Methods: Data were drawn from the 2023 National Child Abuse and Neglect Data System (NCANDS) Child File, a federally maintained dataset containing records of child protective services (CPS) investigations nationwide. The analytic sample included approximately 2 million cases involving caregiver intimate partner violence (IPV), identified using the domestic violence risk factor indicator. The primary outcome was substantiated maltreatment, constructed from maltreatment disposition outcomes (physical abuse, sexual abuse, emotional abuse, and neglect). Logistic regression models examined associations between IPV exposure and substantiation outcomes across maltreatment types. Additional logistic regressions analyzed how caregiver and child-level risk factors—including parental substance abuse, financial hardship, prior victimization, and demographic characteristics—influenced substantiation among IPV-exposed households.
Results: Analyses showed that emotional abuse (30.24% vs. 10.55%) and neglect (12.74% vs. 10.81%) were significantly more prevalent in IPV-exposed households compared to non-IPV households, whereas physical abuse (11.05% vs. 12.29%) and sexual abuse (4.86% vs. 12.61%) were slightly less prevalent.
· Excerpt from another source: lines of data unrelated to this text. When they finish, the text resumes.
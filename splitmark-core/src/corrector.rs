//! Boundary correction
//!
//! Moves scored and forced splits onto the nearest sentence boundary
//! within `search_window` characters. Oversized, heading and document-end
//! splits stay where the selector put them, but a pinned split that cuts a
//! sentence is still reported as degraded.

use crate::boundary::sentence_boundaries;
use crate::config::SegmentConfig;
use crate::language::RuleBook;
use crate::selector::Selection;
use crate::trace::TraceEntry;
use crate::types::{
    Correction, Diagnostic, FeatureRecord, Paragraph, ParagraphSpans, SplitDecision, SplitKind,
};

/// Read-only view of the document for boundary lookups
pub struct CorrectionContext<'a> {
    pub paragraphs: &'a [Paragraph],
    pub features: &'a [FeatureRecord],
    /// `true` where a paragraph ends on a sentence boundary
    pub clean_ends: &'a [bool],
    pub spans: &'a ParagraphSpans,
    pub rules: &'a RuleBook,
}

impl CorrectionContext<'_> {
    /// Sorted sentence boundaries within `lo..=hi`
    pub fn boundaries_in(&self, lo: usize, hi: usize) -> Vec<usize> {
        let mut found = Vec::new();
        for index in self.spans.overlapping(lo, hi) {
            let start = self.spans.start(index);
            let hint = self.features[index].language_hint;
            found.extend(
                sentence_boundaries(&self.paragraphs[index].text, hint, self.rules)
                    .map(|offset| start + offset)
                    .take_while(|&offset| offset <= hi)
                    .filter(|&offset| offset >= lo),
            );

            let end = self.spans.end(index);
            if self.clean_ends[index] && (lo..=hi).contains(&end) {
                found.push(end);
            }
        }
        found.sort_unstable();
        found.dedup();
        found
    }
}

/// Corrected decisions with their diagnostics and trace
#[derive(Debug, Clone, Default)]
pub struct CorrectorOutput {
    pub decisions: Vec<SplitDecision>,
    pub diagnostics: Vec<Diagnostic>,
    pub trace: Vec<TraceEntry>,
}

/// Correct every selection in order
///
/// Each candidate stays strictly between the previous corrected split and
/// the next uncorrected one, and may not push either neighbouring span
/// past a length bound that the selector's offset respected.
pub fn correct(
    selections: &[Selection],
    context: &CorrectionContext<'_>,
    config: &SegmentConfig,
) -> CorrectorOutput {
    let mut output = CorrectorOutput::default();
    let mut prev = 0usize;

    for (i, selection) in selections.iter().enumerate() {
        let original = selection.offset;
        let following = selections.get(i + 1);
        let next = following.map_or(context.spans.total(), |s| s.offset);
        let next_is_final = following.map_or(true, |_| i + 2 == selections.len());

        let (offset, correction) = match selection.kind {
            SplitKind::Oversized | SplitKind::Heading | SplitKind::DocumentEnd => {
                (original, Correction::Pinned)
            }
            SplitKind::Scored | SplitKind::Forced => {
                let window = Window {
                    prev,
                    next,
                    original,
                    next_is_final,
                    config,
                };
                window.resolve(context)
            }
        };

        let source_paragraph_index = context.spans.paragraph_at(offset);
        let degraded = match correction {
            Correction::Uncorrected => true,
            Correction::Pinned => {
                offset < context.spans.total() && !context.clean_ends[source_paragraph_index]
            }
            Correction::Exact | Correction::Snapped { .. } => false,
        };
        if degraded {
            log::debug!("{:?} split at {original} is not on a sentence boundary", selection.kind);
            output.diagnostics.push(Diagnostic::DegradedSplit {
                offset,
                paragraph_index: source_paragraph_index,
            });
        }
        if config.debug_mode {
            output.trace.push(TraceEntry::Correction {
                kind: selection.kind,
                original_offset: original,
                offset,
                correction,
            });
        }

        output.decisions.push(SplitDecision {
            offset,
            source_paragraph_index,
            kind: selection.kind,
            correction,
        });
        prev = offset;
    }

    output
}

/// Constraints on where one split may move
struct Window<'c> {
    prev: usize,
    next: usize,
    original: usize,
    next_is_final: bool,
    config: &'c SegmentConfig,
}

impl Window<'_> {
    fn resolve(&self, context: &CorrectionContext<'_>) -> (usize, Correction) {
        let lo = self.original.saturating_sub(self.config.search_window);
        let hi = self.original + self.config.search_window;
        let boundaries = context.boundaries_in(lo, hi);

        if boundaries.binary_search(&self.original).is_ok() {
            return (self.original, Correction::Exact);
        }

        // Ties go to the earlier offset: boundaries are sorted and min_by_key
        // keeps the first minimum
        boundaries
            .into_iter()
            .filter(|&candidate| self.admits(candidate))
            .min_by_key(|&candidate| candidate.abs_diff(self.original))
            .map_or((self.original, Correction::Uncorrected), |candidate| {
                (
                    candidate,
                    Correction::Snapped {
                        from: self.original,
                    },
                )
            })
    }

    fn admits(&self, candidate: usize) -> bool {
        if candidate <= self.prev || candidate >= self.next {
            return false;
        }

        let (max, min) = (self.config.max_length, self.config.min_length);
        let left_before = self.original - self.prev;
        let right_before = self.next - self.original;
        let left = candidate - self.prev;
        let right = self.next - candidate;

        let upper_ok = left <= max.max(left_before) && right <= max.max(right_before);
        let lower_ok = left >= min.min(left_before)
            && (self.next_is_final || right >= min.min(right_before));

        upper_ok && lower_ok
    }
}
Logistic regression confirmed these patterns: IPV exposure strongly increased substantiation odds for emotional abuse (OR = 3.91) and modestly for neglect (OR = 1.18), but reduced substantiation odds for sexual abuse (OR = 0.37) and physical abuse (OR = 0.95). Among IPV-exposed families, caregiver drug abuse nearly doubled the odds of maltreatment substantiation (OR = 1.95), and alcohol abuse increased odds by 55% (OR = 1.55). Unexpectedly, financial difficulties were associated with slightly lower substantiation odds (OR = 0.92).
Conclusions and Implications: IPV exposure was strongly associated with substantiations for emotional abuse and neglect, while physical and sexual abuse were less likely to be substantiated—possibly reflecting reporting bias or protective interventions. Within IPV-affected households, caregiver substance use increased substantiation risk, while financial hardship slightly reduced it. These findings support CPS policies that prioritize trauma-informed, integrated responses over automatic substantiation, and call for clearer guidelines that distinguish structural hardship from caregiver-caused harm to ensure more equitable and supportive interventions.